> **WHAT NEEDS TO BE DONE**:
Below are entries. Copy exactly the lines running from the line that holds "pub const fn" to the line that holds "unchanged on error.", with both ends included.

> **EXTRACTED DATA**:
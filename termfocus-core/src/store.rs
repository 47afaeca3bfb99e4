//! In-memory task store with filtering.
//!
//! [`TaskStore`] owns an ordered sequence of tasks and exposes the CRUD
//! surface of the dashboard: add, toggle, remove, re-prioritize, and a
//! derived filtered view. Everything lives in process memory; nothing is
//! persisted.

use thiserror::Error;

use crate::task::{Filter, Priority, Task, TaskId};

/// Errors that can occur during task operations.
///
/// Callers that mirror the dashboard's reference behaviour treat every
/// variant as a silent no-op: no error path mutates the store.
#[derive(Debug, Error, PartialEq, Eq)]
pub enum TaskError {
    /// Task text was empty or whitespace-only.
    #[error("task text cannot be empty")]
    TextEmpty,
    /// Task with the given ID was not found.
    #[error("task not found: {0}")]
    TaskNotFound(TaskId),
}

/// Ordered, in-memory collection of tasks.
///
/// Insertion order is display order and survives every mutation except
/// removal of the task itself.
#[derive(Debug, Default)]
pub struct TaskStore {
    tasks: Vec<Task>,
}

impl TaskStore {
    /// Creates an empty store.
    #[must_use]
    pub const fn new() -> Self {
        Self { tasks: Vec::new() }
    }

    /// Appends a new task with the given text.
    ///
    /// The text is stored exactly as given; only the emptiness check is
    /// applied to the trimmed form. The new task starts open with
    /// [`Priority::Medium`].
    ///
    /// # Errors
    ///
    /// Returns [`TaskError::TextEmpty`] if the trimmed text is empty. The
    /// store is unchanged on error.
    pub fn add(&mut self, text: &str) -> Result<Task, TaskError> {
        if text.trim().is_empty() {
            return Err(TaskError::TextEmpty);
        }
        let task = Task::new(text);
        self.tasks.push(task.clone());
        Ok(task)
    }

    /// Flips the completion flag of the matching task.
    ///
    /// Returns the new value of the flag. Toggling twice restores the
    /// original value.
    ///
    /// # Errors
    ///
    /// Returns [`TaskError::TaskNotFound`] if no task has this id; all
    /// tasks are left unchanged.
    pub fn toggle(&mut self, id: TaskId) -> Result<bool, TaskError> {
        let task = self.get_mut(id)?;
        task.completed = !task.completed;
        Ok(task.completed)
    }

    /// Removes and returns the matching task.
    ///
    /// The remaining tasks keep their relative order.
    ///
    /// # Errors
    ///
    /// Returns [`TaskError::TaskNotFound`] if no task has this id.
    pub fn remove(&mut self, id: TaskId) -> Result<Task, TaskError> {
        let index = self
            .tasks
            .iter()
            .position(|t| t.id == id)
            .ok_or(TaskError::TaskNotFound(id))?;
        Ok(self.tasks.remove(index))
    }

    /// Sets the priority of the matching task.
    ///
    /// # Errors
    ///
    /// Returns [`TaskError::TaskNotFound`] if no task has this id.
    pub fn set_priority(&mut self, id: TaskId, priority: Priority) -> Result<(), TaskError> {
        self.get_mut(id)?.priority = priority;
        Ok(())
    }

    /// Returns the ordered subsequence of tasks visible under `filter`.
    ///
    /// Pure view over current state; recomputed on every call.
    #[must_use]
    pub fn filtered(&self, filter: Filter) -> Vec<&Task> {
        self.tasks.iter().filter(|t| filter.matches(t)).collect()
    }

    /// Returns the task with this id, if present.
    #[must_use]
    pub fn get(&self, id: TaskId) -> Option<&Task> {
        self.tasks.iter().find(|t| t.id == id)
    }

    /// All tasks in insertion order.
    #[must_use]
    pub fn tasks(&self) -> &[Task] {
        &self.tasks
    }

    /// Number of tasks, ignoring the filter.
    #[must_use]
    pub fn len(&self) -> usize {
        self.tasks.len()
    }

    /// Whether the store holds no tasks.
    #[must_use]
    pub fn is_empty(&self) -> bool {
        self.tasks.is_empty()
    }

    fn get_mut(&mut self, id: TaskId) -> Result<&mut Task, TaskError> {
        self.tasks
            .iter_mut()
            .find(|t| t.id == id)
            .ok_or(TaskError::TaskNotFound(id))
    }
}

> **WRITTEN SOLUTION**:
    pub const fn new() -> Self {
        Self { tasks: Vec::new() }
    }

    /// Appends a new task with the given text.
    ///
    /// The text is stored exactly as given; only the emptiness check is
    /// applied to the trimmed form. The new task starts open with
    /// [`Priority::Medium`].
    ///
    /// # Errors
    ///
    /// Returns [`TaskError::TextEmpty`] if the trimmed text is empty. The
    /// store is unchanged on error.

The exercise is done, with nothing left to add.